After the anticipated restructuring charge and the planned equity offering, the new Chemical's Tier 1 risk-based capital ratio will be in excess of 6%, higher than the 4% required under the international regulations taking effect in 1992.

William B. Harrison Jr., 47, a Chemical vice chairman, will become a vice chairman of the new institution, with primary responsibility for corporate and institutional banking worldwide.

Edward D. Miller, 50, Manufacturers Hanover's vice chairman, will become a vice chairman of the combined institution, with primary responsibility for tristate regional banking, operating services, and nationwide retail operations.

Robert J. Callander, 60, Chemical's president, will be a vice chairman of the new entity, with responsibility for credit and risk management policies, until his retirement on June 30, 1992.

Management Team Choices

All the above executives will be on the board of directors of the new

Chemical Banking Corp. and the new Chemical Bank. In addition to these five management directors, the management committee will include:

* Marc J. Shapiro, 44, president and chief executive officer of Texas Commerce Bancshares Inc., who will continue in that position.

* Joseph G. Sponholz, 47, Chemical's chief financial officer, who will be implementation project manager for the merger.

* Peter J. Tobin, 47, now chief financial officer of Manufacturers Hanover, who will hold the same post in the new company.

* Michael Hegarty, 46, and William H. Turner, 51, who will be senior officers in tristate regional banking, and Edward A. O'Neal, 46, who will be a senior officer in operating services and nationwide retail operations; they will report to Mr. Miller.

Mr. Hegarty currently heads regional banking at Manufacturers Hanover, Mr. O'Neal is a Chemical vice chairman in charge of technologies and business services, and Mr. Turner is a Chemical vice chairman responsible for tristate regional banking.

* Donald H. Layton, 41, and Mark G. Solow, 43, currently co-heads of Manufacturers Hanover's global banking operation, who will be senior officers in corporate and institutional banking, reporting to Mr. Harrison.

Johnson to Resign

Thomas S. Johnson, 50, Manufacturers Hanover's president, has made known his decision to resign effective July 31, 1991, to pursue other career opportunities.

[In a separate press release, Mr. Johnson gave the following statement:

["The merger of these two organizations is a very exciting development that will result in the creation of one of the largest and most profitable banking companies in the United States.

["I have participated enthusiastically in the process leading to this merger. When I came to Manufacturers Hanover, however, it was with the prospect of succeeding to the CEO's position in a reasonable period of time.

["The merger makes that prospect much more remote, and I have decided to pursue other opportunities to play a leading role in a major financial company."]

A new board of directors will be established, with 29 members from the current Chemical and Manufacturers Hanover boards.
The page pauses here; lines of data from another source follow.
pub mod service;
pub mod transfer;
use std::process::{ExitCode, Termination};

use axum::http::StatusCode;
use axum::response::{IntoResponse, Response};
use axum::Json;
use error_stack::Report;
use kernel::{ErrorKind, KernelError};
use serde::Serialize;

#[derive(Debug)]
pub struct StackTrace(Report<KernelError>);

impl From<Report<KernelError>> for StackTrace {
    fn from(e: Report<KernelError>) -> Self {
        StackTrace(e)
    }
}

impl Termination for StackTrace {
    fn report(self) -> ExitCode {
        self.0.report()
    }
}

/// Failure answered to the client as `{"detail": ...}`.
#[derive(Debug)]
pub struct ErrorStatus {
    status: StatusCode,
    detail: String,
}

impl ErrorStatus {
    /// Refusals that are decided at the http boundary rather than by a service.
    pub fn rejected(status: StatusCode, detail: impl Into<String>) -> Self {
        Self {
            status,
            detail: detail.into(),
        }
    }
}

impl From<Report<KernelError>> for ErrorStatus {
    fn from(report: Report<KernelError>) -> Self {
        let context = report.current_context();
        let status = match context.kind() {
            ErrorKind::NotFound => StatusCode::NOT_FOUND,
            ErrorKind::InvalidState => StatusCode::BAD_REQUEST,
            ErrorKind::Conflict => StatusCode::CONFLICT,
            ErrorKind::Internal => StatusCode::INTERNAL_SERVER_ERROR,
        };
        if status.is_server_error() {
            tracing::error!("{:?}", report);
        } else {
            tracing::debug!("{:?}", report);
        }
        Self {
            status,
            detail: context.to_string(),
        }
    }
}

#[derive(Serialize)]
struct ErrorBody {
    detail: String,
}

impl IntoResponse for ErrorStatus {
    fn into_response(self) -> Response {
        (self.status, Json(ErrorBody { detail: self.detail })).into_response()
    }
}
The merger is subject to approval by the shareholders of both institutions as well as federal and state regulatory authorities.

Stock Options

Chemical and Manufacturers Hanover have grante each other options to purchase up to 19.9% of the outstanding shares of each other's common stock if certain events occur, including a merger proposal or tender offer by a third party that would interfere with the transaction.

Goldman, Sachs & Co. is serving as financial adviser to Chemical on the merger and has rendered a fairness opinion to Chemical's board of directors with respect to the transaction.
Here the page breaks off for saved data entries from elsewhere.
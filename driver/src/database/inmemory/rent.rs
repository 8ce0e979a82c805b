use kernel::interface::query::RentQuery;
use kernel::interface::update::RentModifier;
use kernel::prelude::entity::{BookId, BorrowDate, Rent, RentId, UserId};
use kernel::KernelError;

use crate::database::inmemory::InMemoryTransaction;

pub struct InMemoryRentRepository;

#[async_trait::async_trait]
impl RentQuery for InMemoryRentRepository {
    type Transaction = InMemoryTransaction;

    async fn find_by_id(
        &self,
        con: &mut InMemoryTransaction,
        id: &RentId,
    ) -> error_stack::Result<Option<Rent>, KernelError> {
        Ok(con.read().rents.get(*id.as_ref()))
    }

    async fn find_all(
        &self,
        con: &mut InMemoryTransaction,
    ) -> error_stack::Result<Vec<Rent>, KernelError> {
        Ok(con.read().rents.list_all())
    }

    async fn find_by_user_id(
        &self,
        con: &mut InMemoryTransaction,
        user_id: &UserId,
    ) -> error_stack::Result<Vec<Rent>, KernelError> {
        let rents = con
            .read()
            .rents
            .iter()
            .filter(|rent| rent.user_id() == user_id)
            .cloned()
            .collect();
        Ok(rents)
    }

    async fn find_active(
        &self,
        con: &mut InMemoryTransaction,
        user_id: &UserId,
        book_id: &BookId,
    ) -> error_stack::Result<Option<Rent>, KernelError> {
        let rent = con
            .read()
            .rents
            .iter()
            .find(|rent| rent.user_id() == user_id && rent.book_id() == book_id && rent.is_active())
            .cloned();
        Ok(rent)
    }
}

#[async_trait::async_trait]
impl RentModifier for InMemoryRentRepository {
    type Transaction = InMemoryTransaction;

    async fn create(
        &self,
        con: &mut InMemoryTransaction,
        user_id: UserId,
        book_id: BookId,
        borrow_date: BorrowDate,
    ) -> error_stack::Result<Rent, KernelError> {
        let rent = con
            .write()
            .rents
            .insert(|id| Rent::new(RentId::new(id), user_id, book_id, borrow_date, None));
        Ok(rent)
    }

    async fn update(
        &self,
        con: &mut InMemoryTransaction,
        rent: &Rent,
    ) -> error_stack::Result<(), KernelError> {
        con.write().rents.put(*rent.id().as_ref(), rent.clone());
        Ok(())
    }

    async fn delete(
        &self,
        con: &mut InMemoryTransaction,
        rent_id: &RentId,
    ) -> error_stack::Result<bool, KernelError> {
        Ok(con.write().rents.delete(*rent_id.as_ref()))
    }
}

#[cfg(test)]
mod test {
    use time::macros::date;

    use kernel::interface::database::DatabaseConnection;
    use kernel::interface::query::RentQuery;
    use kernel::interface::update::RentModifier;
    use kernel::prelude::entity::{BookId, BorrowDate, RentId, ReturnDate, UserId};
    use kernel::KernelError;

    use crate::database::inmemory::{InMemoryDatabase, InMemoryRentRepository};

    #[tokio::test]
    async fn find_active_skips_returned() -> error_stack::Result<(), KernelError> {
        let db = InMemoryDatabase::new();
        let mut con = db.transact().await?;
        let user_id = UserId::new(1);
        let book_id = BookId::new(1);
        let borrowed = BorrowDate::new(date!(2024 - 01 - 01));

        let first = InMemoryRentRepository
            .create(&mut con, user_id, book_id, borrowed)
            .await?;
        assert_eq!(first.id(), &RentId::new(1));
        assert!(first.is_active());

        let found = InMemoryRentRepository
            .find_active(&mut con, &user_id, &book_id)
            .await?;
        assert_eq!(found, Some(first.clone()));

        let returned =
            first.reconstruct(|r| r.return_date = Some(ReturnDate::new(date!(2024 - 01 - 05))));
        InMemoryRentRepository.update(&mut con, &returned).await?;

        let found = InMemoryRentRepository
            .find_active(&mut con, &user_id, &book_id)
            .await?;
        assert!(found.is_none());

        let second = InMemoryRentRepository
            .create(&mut con, user_id, book_id, borrowed)
            .await?;
        let found = InMemoryRentRepository
            .find_active(&mut con, &user_id, &book_id)
            .await?;
        assert_eq!(found, Some(second));
        Ok(())
    }

    #[tokio::test]
    async fn find_by_user_keeps_creation_order() -> error_stack::Result<(), KernelError> {
        let db = InMemoryDatabase::new();
        let mut con = db.transact().await?;
        let borrowed = BorrowDate::new(date!(2024 - 03 - 10));
        let alice = UserId::new(1);
        let bob = UserId::new(2);

        let a1 = InMemoryRentRepository
            .create(&mut con, alice, BookId::new(3), borrowed)
            .await?;
        let b1 = InMemoryRentRepository
            .create(&mut con, bob, BookId::new(1), borrowed)
            .await?;
        let a2 = InMemoryRentRepository
            .create(&mut con, alice, BookId::new(2), borrowed)
            .await?;

        let of_alice = InMemoryRentRepository
            .find_by_user_id(&mut con, &alice)
            .await?;
        assert_eq!(of_alice, vec![a1.clone(), a2.clone()]);

        let all = InMemoryRentRepository.find_all(&mut con).await?;
        assert_eq!(all, vec![a1, b1, a2]);

        let nobody = InMemoryRentRepository
            .find_by_user_id(&mut con, &UserId::new(99))
            .await?;
        assert!(nobody.is_empty());
        Ok(())
    }

    #[tokio::test]
    async fn delete_rent() -> error_stack::Result<(), KernelError> {
        let db = InMemoryDatabase::new();
        let mut con = db.transact().await?;
        let borrowed = BorrowDate::new(date!(2024 - 02 - 01));
        let rent = InMemoryRentRepository
            .create(&mut con, UserId::new(1), BookId::new(1), borrowed)
            .await?;

        assert!(InMemoryRentRepository.delete(&mut con, rent.id()).await?);
        assert!(!InMemoryRentRepository.delete(&mut con, rent.id()).await?);
        assert!(InMemoryRentRepository
            .find_by_id(&mut con, rent.id())
            .await?
            .is_none());

        let next = InMemoryRentRepository
            .create(&mut con, UserId::new(1), BookId::new(1), borrowed)
            .await?;
        assert_eq!(next.id(), &RentId::new(2));
        Ok(())
    }
}
pub mod database;
use crate::controller::Exhaust;
use application::transfer::BookDto;
use axum::http::StatusCode;
use axum::response::{IntoResponse, Response};
use axum::Json;
use serde::Serialize;

#[derive(Debug, Serialize)]
pub struct BookResponse {
    id: i64,
    title: String,
    author: String,
    is_available: bool,
}

impl From<BookDto> for BookResponse {
    fn from(value: BookDto) -> Self {
        Self {
            id: value.id,
            title: value.title,
            author: value.author,
            is_available: value.is_available,
        }
    }
}

impl IntoResponse for BookResponse {
    fn into_response(self) -> Response {
        (StatusCode::OK, Json(self)).into_response()
    }
}

#[derive(Debug)]
pub struct CreatedResponse(BookResponse);

impl IntoResponse for CreatedResponse {
    fn into_response(self) -> Response {
        (StatusCode::CREATED, Json(self.0)).into_response()
    }
}

pub struct Presenter;

impl Exhaust<BookDto> for Presenter {
    type To = CreatedResponse;
    fn emit(&self, input: BookDto) -> Self::To {
        CreatedResponse(BookResponse::from(input))
    }
}

impl Exhaust<Option<BookDto>> for Presenter {
    type To = Option<BookResponse>;
    fn emit(&self, input: Option<BookDto>) -> Self::To {
        input.map(BookResponse::from)
    }
}

impl Exhaust<Vec<BookDto>> for Presenter {
    type To = Json<Vec<BookResponse>>;
    fn emit(&self, input: Vec<BookDto>) -> Self::To {
        Json(input.into_iter().map(BookResponse::from).collect())
    }
}

impl Exhaust<bool> for Presenter {
    type To = Option<StatusCode>;
    fn emit(&self, input: bool) -> Self::To {
        input.then_some(StatusCode::NO_CONTENT)
    }
}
Morgan Stanley & Co. is serving in the same capacity for Manufacturers Hanover and has rendered a separate fairness opinion to Manufacturers Hanover's board of directors.

All of Manufacturers Hanover's series of preferred stock will be exchanged for similar securities of the new institution, with the exception of the 9 7/8% mandatorily convertible preferred stock, which by its terms will not survive the merger.

Since Chemical Banking Corp. will be the surviving corporate entity, the merger will not affect the ultimate exchange ratio for Chemical class B common stock, which is expected to be 0.03 shares of Chemical common stock for each share of class B common stock.